**WORK TASK:** Please repeat the whole listing verbatim.

**DATA RECORDS:**

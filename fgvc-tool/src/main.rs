use anyhow::{bail, Context, Result};
use fgvc_dataset::{
    cache, BuildOutcome, Config, DatasetConfig, DatasetKind, LoadPolicy, Sample, Split,
};
use itertools::Itertools;
use log::info;
use prettytable::{row, Table};
use std::{
    convert::TryFrom,
    env,
    path::{Path, PathBuf},
};
use structopt::StructOpt;

#[derive(Debug, Clone, StructOpt)]
/// Build and inspect caches of fine-grained classification datasets.
enum Args {
    /// Build the cache file of a dataset split if it does not exist
    Build {
        #[structopt(flatten)]
        source: SourceArgs,
    },
    /// Summarize a cache file
    Info {
        /// cache file
        cache_file: PathBuf,
    },
    /// Print one sample of a dataset split
    Show {
        #[structopt(flatten)]
        source: SourceArgs,
        /// sample index
        #[structopt(long, allow_hyphen_values = true)]
        index: i64,
    },
}

#[derive(Debug, Clone, StructOpt)]
struct SourceArgs {
    /// dataset configuration file, replaces the options below
    #[structopt(long)]
    config: Option<PathBuf>,
    /// dataset kind, 'cub' or 'dogs'
    #[structopt(long, required_unless = "config")]
    kind: Option<DatasetKind>,
    /// use the test split instead of the train split
    #[structopt(long)]
    test: bool,
    /// cache file location instead of the default one
    #[structopt(long)]
    cache_file: Option<PathBuf>,
    /// convert images to RGB before caching
    #[structopt(long)]
    rgb: bool,
    /// memory-map the cache instead of loading it
    #[structopt(long)]
    lazy: bool,
    /// dataset root directory
    #[structopt(required_unless = "config")]
    root: Option<PathBuf>,
}

impl SourceArgs {
    fn into_config(self) -> Result<Config> {
        let Self {
            config,
            kind,
            test,
            cache_file,
            rgb,
            lazy,
            root,
        } = self;

        if let Some(config_file) = config {
            let config = Config::open(&config_file).with_context(|| {
                format!("failed to load config file '{}'", config_file.display())
            })?;
            return Ok(config);
        }

        let (kind, root) = match (kind, root) {
            (Some(kind), Some(root)) => (kind, root),
            _ => bail!("either --config or both --kind and the dataset root must be given"),
        };

        let mut dataset = DatasetConfig::new(root, Split::from_is_train(!test));
        if let Some(cache_file) = cache_file {
            dataset = dataset.with_cache_path(cache_file);
        }
        if rgb {
            dataset = dataset.with_normalize_rgb(true);
        }
        if lazy {
            dataset = dataset.with_load_policy(LoadPolicy::Lazy);
        }

        Ok(Config { kind, dataset })
    }
}

fn main() -> Result<()> {
    init_logger();

    match Args::from_args() {
        Args::Build { source } => build(source.into_config()?)?,
        Args::Info { cache_file } => info(cache_file)?,
        Args::Show { source, index } => show(source.into_config()?, index)?,
    }

    Ok(())
}

fn init_logger() {
    let mut builder = pretty_env_logger::formatted_builder();
    builder.filter_level(log::LevelFilter::Info);
    if let Ok(filters) = env::var("RUST_LOG") {
        builder.parse_filters(&filters);
    }
    builder.init();
}

fn build(config: Config) -> Result<()> {
    let cache_path = fgvc_dataset::cache_path(&config);

    match fgvc_dataset::prepare_dataset(&config)? {
        BuildOutcome::Reused => info!("nothing to do, '{}' exists", cache_path.display()),
        BuildOutcome::Built { num_samples } => {
            info!("cached {} samples in '{}'", num_samples, cache_path.display())
        }
        BuildOutcome::Raced => info!("'{}' was built concurrently", cache_path.display()),
    }

    println!("{}", cache_path.display());
    Ok(())
}

fn info(cache_file: impl AsRef<Path>) -> Result<()> {
    info_table(cache_file.as_ref())?.printstd();
    Ok(())
}

fn info_table(cache_file: &Path) -> Result<Table> {
    let (_mmap, layout) = cache::map_cache(cache_file)?;
    let entries = &layout.entries;

    let label_range = entries
        .iter()
        .map(|entry| entry.label)
        .minmax()
        .into_option()
        .map(|(min, max)| format!("{} ..= {}", min, max))
        .unwrap_or_else(|| "-".to_string());
    let num_classes = entries.iter().map(|entry| entry.label).unique().count();
    let channels = entries
        .iter()
        .map(|entry| entry.shape[2])
        .counts()
        .into_iter()
        .sorted()
        .map(|(channels, count)| format!("{}ch: {}", channels, count))
        .join(", ");
    let num_bytes: usize = entries.iter().map(|entry| entry.data_len()).sum();

    let mut table = Table::new();
    table.add_row(row!["cache file", cache_file.display()]);
    table.add_row(row!["samples", entries.len()]);
    table.add_row(row!["classes", num_classes]);
    table.add_row(row!["labels", label_range]);
    table.add_row(row!["channels", channels]);
    table.add_row(row!["pixel bytes", num_bytes]);
    Ok(table)
}

fn show(config: Config, index: i64) -> Result<()> {
    let dataset = fgvc_dataset::open_dataset(&config)?;
    let index = sample_index(index, dataset.num_records())?;
    let sample = dataset.nth(index)?;
    sample_table(index, &sample).printstd();
    Ok(())
}

/// Convert a signed command line index, rejecting negative values.
fn sample_index(index: i64, num_records: usize) -> Result<usize> {
    match usize::try_from(index) {
        Ok(index) => Ok(index),
        Err(_) => bail!(
            "index {} is out of range for a dataset of {} samples",
            index,
            num_records
        ),
    }
}

fn sample_table(index: usize, sample: &Sample) -> Table {
    let image = &sample.image;
    let mut table = Table::new();
    table.add_row(row!["index", "label", "name", "height", "width", "channels"]);
    table.add_row(row![
        index,
        sample.label,
        sample.name,
        image.height(),
        image.width(),
        image.color().channel_count()
    ]);
    table
}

**TASK RESPONSE:**
filename fgvc-tool/src/main.rs
use anyhow::{bail, Context, Result};
use fgvc_dataset::{
    cache, BuildOutcome, Config, DatasetConfig, DatasetKind, LoadPolicy, Sample, Split,
};
use itertools::Itertools;
use log::info;
use prettytable::{row, Table};
use std::{
    convert::TryFrom,
    env,
    path::{Path, PathBuf},
};
use structopt::StructOpt;

#[derive(Debug, Clone, StructOpt)]
/// Build and inspect caches of fine-grained classification datasets.
enum Args {
    /// Build the cache file of a dataset split if it does not exist
    Build {
        #[structopt(flatten)]
        source: SourceArgs,
    },
    /// Summarize a cache file
    Info {
        /// cache file
        cache_file: PathBuf,
    },
    /// Print one sample of a dataset split
    Show {
        #[structopt(flatten)]
        source: SourceArgs,
        /// sample index
        #[structopt(long, allow_hyphen_values = true)]
        index: i64,
    },
}

#[derive(Debug, Clone, StructOpt)]
struct SourceArgs {
    /// dataset configuration file, replaces the options below
    #[structopt(long)]
    config: Option<PathBuf>,
    /// dataset kind, 'cub' or 'dogs'
    #[structopt(long, required_unless = "config")]
    kind: Option<DatasetKind>,
    /// use the test split instead of the train split
    #[structopt(long)]
    test: bool,
    /// cache file location instead of the default one
    #[structopt(long)]
    cache_file: Option<PathBuf>,
    /// convert images to RGB before caching
    #[structopt(long)]
    rgb: bool,
    /// memory-map the cache instead of loading it
    #[structopt(long)]
    lazy: bool,
    /// dataset root directory
    #[structopt(required_unless = "config")]
    root: Option<PathBuf>,
}

impl SourceArgs {
    fn into_config(self) -> Result<Config> {
        let Self {
            config,
            kind,
            test,
            cache_file,
            rgb,
            lazy,
            root,
        } = self;

        if let Some(config_file) = config {
            let config = Config::open(&config_file).with_context(|| {
                format!("failed to load config file '{}'", config_file.display())
            })?;
            return Ok(config);
        }

        let (kind, root) = match (kind, root) {
            (Some(kind), Some(root)) => (kind, root),
            _ => bail!("either --config or both --kind and the dataset root must be given"),
        };

        let mut dataset = DatasetConfig::new(root, Split::from_is_train(!test));
        if let Some(cache_file) = cache_file {
            dataset = dataset.with_cache_path(cache_file);
        }
        if rgb {
            dataset = dataset.with_normalize_rgb(true);
        }
        if lazy {
            dataset = dataset.with_load_policy(LoadPolicy::Lazy);
        }

        Ok(Config { kind, dataset })
    }
}

fn main() -> Result<()> {
    init_logger();

    match Args::from_args() {
        Args::Build { source } => build(source.into_config()?)?,
        Args::Info { cache_file } => info(cache_file)?,
        Args::Show { source, index } => show(source.into_config()?, index)?,
    }

    Ok(())
}

fn init_logger() {
    let mut builder = pretty_env_logger::formatted_builder();
    builder.filter_level(log::LevelFilter::Info);
    if let Ok(filters) = env::var("RUST_LOG") {
        builder.parse_filters(&filters);
    }
    builder.init();
}

fn build(config: Config) -> Result<()> {
    let cache_path = fgvc_dataset::cache_path(&config);

    match fgvc_dataset::prepare_dataset(&config)? {
        BuildOutcome::Reused => info!("nothing to do, '{}' exists", cache_path.display()),
        BuildOutcome::Built { num_samples } => {
            info!("cached {} samples in '{}'", num_samples, cache_path.display())
        }
        BuildOutcome::Raced => info!("'{}' was built concurrently", cache_path.display()),
    }

    println!("{}", cache_path.display());
    Ok(())
}

fn info(cache_file: impl AsRef<Path>) -> Result<()> {
    info_table(cache_file.as_ref())?.printstd();
    Ok(())
}

fn info_table(cache_file: &Path) -> Result<Table> {
    let (_mmap, layout) = cache::map_cache(cache_file)?;
    let entries = &layout.entries;

    let label_range = entries
        .iter()
        .map(|entry| entry.label)
        .minmax()
        .into_option()
        .map(|(min, max)| format!("{} ..= {}", min, max))
        .unwrap_or_else(|| "-".to_string());
    let num_classes = entries.iter().map(|entry| entry.label).unique().count();
    let channels = entries
        .iter()
        .map(|entry| entry.shape[2])
        .counts()
        .into_iter()
        .sorted()
        .map(|(channels, count)| format!("{}ch: {}", channels, count))
        .join(", ");
    let num_bytes: usize = entries.iter().map(|entry| entry.data_len()).sum();

    let mut table = Table::new();
    table.add_row(row!["cache file", cache_file.display()]);
    table.add_row(row!["samples", entries.len()]);
    table.add_row(row!["classes", num_classes]);
    table.add_row(row!["labels", label_range]);
    table.add_row(row!["channels", channels]);
    table.add_row(row!["pixel bytes", num_bytes]);
    Ok(table)
}

fn show(config: Config, index: i64) -> Result<()> {
    let dataset = fgvc_dataset::open_dataset(&config)?;
    let index = sample_index(index, dataset.num_records())?;
    let sample = dataset.nth(index)?;
    sample_table(index, &sample).printstd();
    Ok(())
}

/// Convert a signed command line index, rejecting negative values.
fn sample_index(index: i64, num_records: usize) -> Result<usize> {
    match usize::try_from(index) {
        Ok(index) => Ok(index),
        Err(_) => bail!(
            "index {} is out of range for a dataset of {} samples",
            index,
            num_records
        ),
    }
}

fn sample_table(index: usize, sample: &Sample) -> Table {
    let image = &sample.image;
    let mut table = Table::new();
    table.add_row(row!["index", "label", "name", "height", "width", "channels"]);
    table.add_row(row![
        index,
        sample.label,
        sample.name,
        image.height(),
        image.width(),
        image.color().channel_count()
    ]);
    table
}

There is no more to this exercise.